55:50So I'm really hoping these might shed some more light on Margaret.
56:00Because of the king's illness and the reform that followed,
56:05we can now at least find her in the records.
56:12Oh, and look at this.
56:14It's progress reports in 1816, 1817, 1819.
56:22By this time, she's been in the hospital for nearly 30 years.
56:29It says here she's now in an advanced stage of her life
56:36and is perfectly deaf.
56:38She's decent in her appearance and quiet and civil in her demeanour.
56:46Sounds to me like she's better.
56:50And then the records stop.
56:53It's really fantastic to get a glimpse of a real person here.
56:59And she doesn't seem like either a criminal or a patient any more.
57:05She's just a quiet old lady.
57:08Do you know what? I've got a little tear in my eye.
57:12MUSIC PLAYS
57:20Reform really came too late for Margaret Nicholson.

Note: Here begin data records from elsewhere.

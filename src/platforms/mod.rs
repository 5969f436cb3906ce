//! Platform posting adapters
//!
//! Each adapter is a thin wrapper over the platform's posting endpoint,
//! behind the [`Poster`] trait. Adapter construction failures are isolated:
//! a platform that cannot be built is logged and skipped, the others keep
//! working.
//!
//! All adapters accept a base-URL override so tests can point them at a
//! mock server.

pub mod bluesky;
pub mod mastodon;
pub mod twitter;

pub use bluesky::BlueskyPoster;
pub use mastodon::MastodonPoster;
pub use twitter::TwitterPoster;

use async_trait::async_trait;
use reqwest::StatusCode;
use std::sync::Arc;
use tracing::{info, warn};

use crate::config::Config;
use crate::models::Platform;
use crate::utils::error::PostError;

/// A platform that can receive a text post
#[async_trait]
pub trait Poster: Send + Sync {
    /// Which platform this adapter posts to
    fn platform(&self) -> Platform;

    /// Publish a text post
    async fn post_text(&self, text: &str) -> Result<(), PostError>;
}

/// Map an error response to a [`PostError`]
pub(crate) fn status_to_error(status: StatusCode, body: String) -> PostError {
    match status {
        StatusCode::UNAUTHORIZED | StatusCode::FORBIDDEN => PostError::AuthFailed(body),
        StatusCode::TOO_MANY_REQUESTS => {
            PostError::Fetch(crate::utils::error::FetchError::RateLimit)
        }
        s if s.is_server_error() => {
            PostError::Fetch(crate::utils::error::FetchError::ServerError(s.as_u16()))
        }
        _ => PostError::Rejected(format!("{status}: {body}")),
    }
}

/// Check a post against the platform length limit
pub(crate) fn check_length(platform: Platform, text: &str) -> Result<(), PostError> {
    let len = text.chars().count();
    let limit = platform.max_post_chars();
    if len > limit {
        return Err(PostError::TooLong { len, limit });
    }
    Ok(())
}

/// Build adapters for every platform enabled in the config
///
/// A platform whose adapter fails to build is skipped with a warning.
pub fn build_posters(config: &Config) -> Vec<Arc<dyn Poster>> {
    let mut posters: Vec<Arc<dyn Poster>> = Vec::new();
    let timeout = config.request_timeout();

    for platform in config.platforms.enabled() {
        let pc = config.platforms.get(platform);
        let result: Result<Arc<dyn Poster>, PostError> = match platform {
            Platform::Twitter => {
                TwitterPoster::new(&pc.base_url, &pc.access_token, timeout).map(|p| {
                    let p: Arc<dyn Poster> = Arc::new(p);
                    p
                })
            }
            Platform::Mastodon => {
                MastodonPoster::new(&pc.base_url, &pc.access_token, timeout).map(|p| {
                    let p: Arc<dyn Poster> = Arc::new(p);
                    p
                })
            }
            Platform::Bluesky => {
                BlueskyPoster::new(&pc.base_url, &pc.identifier, &pc.access_token, timeout).map(
                    |p| {
                        let p: Arc<dyn Poster> = Arc::new(p);
                        p
                    },
                )
            }
        };

        match result {
            Ok(poster) => {
                info!(platform = %platform, "Platform adapter loaded");
                posters.push(poster);
            }
            Err(e) => {
                warn!(platform = %platform, error = %e, "Platform adapter unavailable, continuing without it");
            }
        }
    }

    posters
}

57:24She was incarcerated in Bethlehem for 42 years
57:28and died on 14th May 1828.
57:34George III was suffering from chronic mania and dementia
57:38when he died on 29th January 1820.
57:44This encounter between George and Margaret happened at...
57:50In fact, it fed into this key moment of change
57:54for the science of psychiatry
57:57and for the reform of psychiatric asylums.
58:02There's still so much more to learn
58:04about the complexities of mental illness.
58:07But this was the starting point.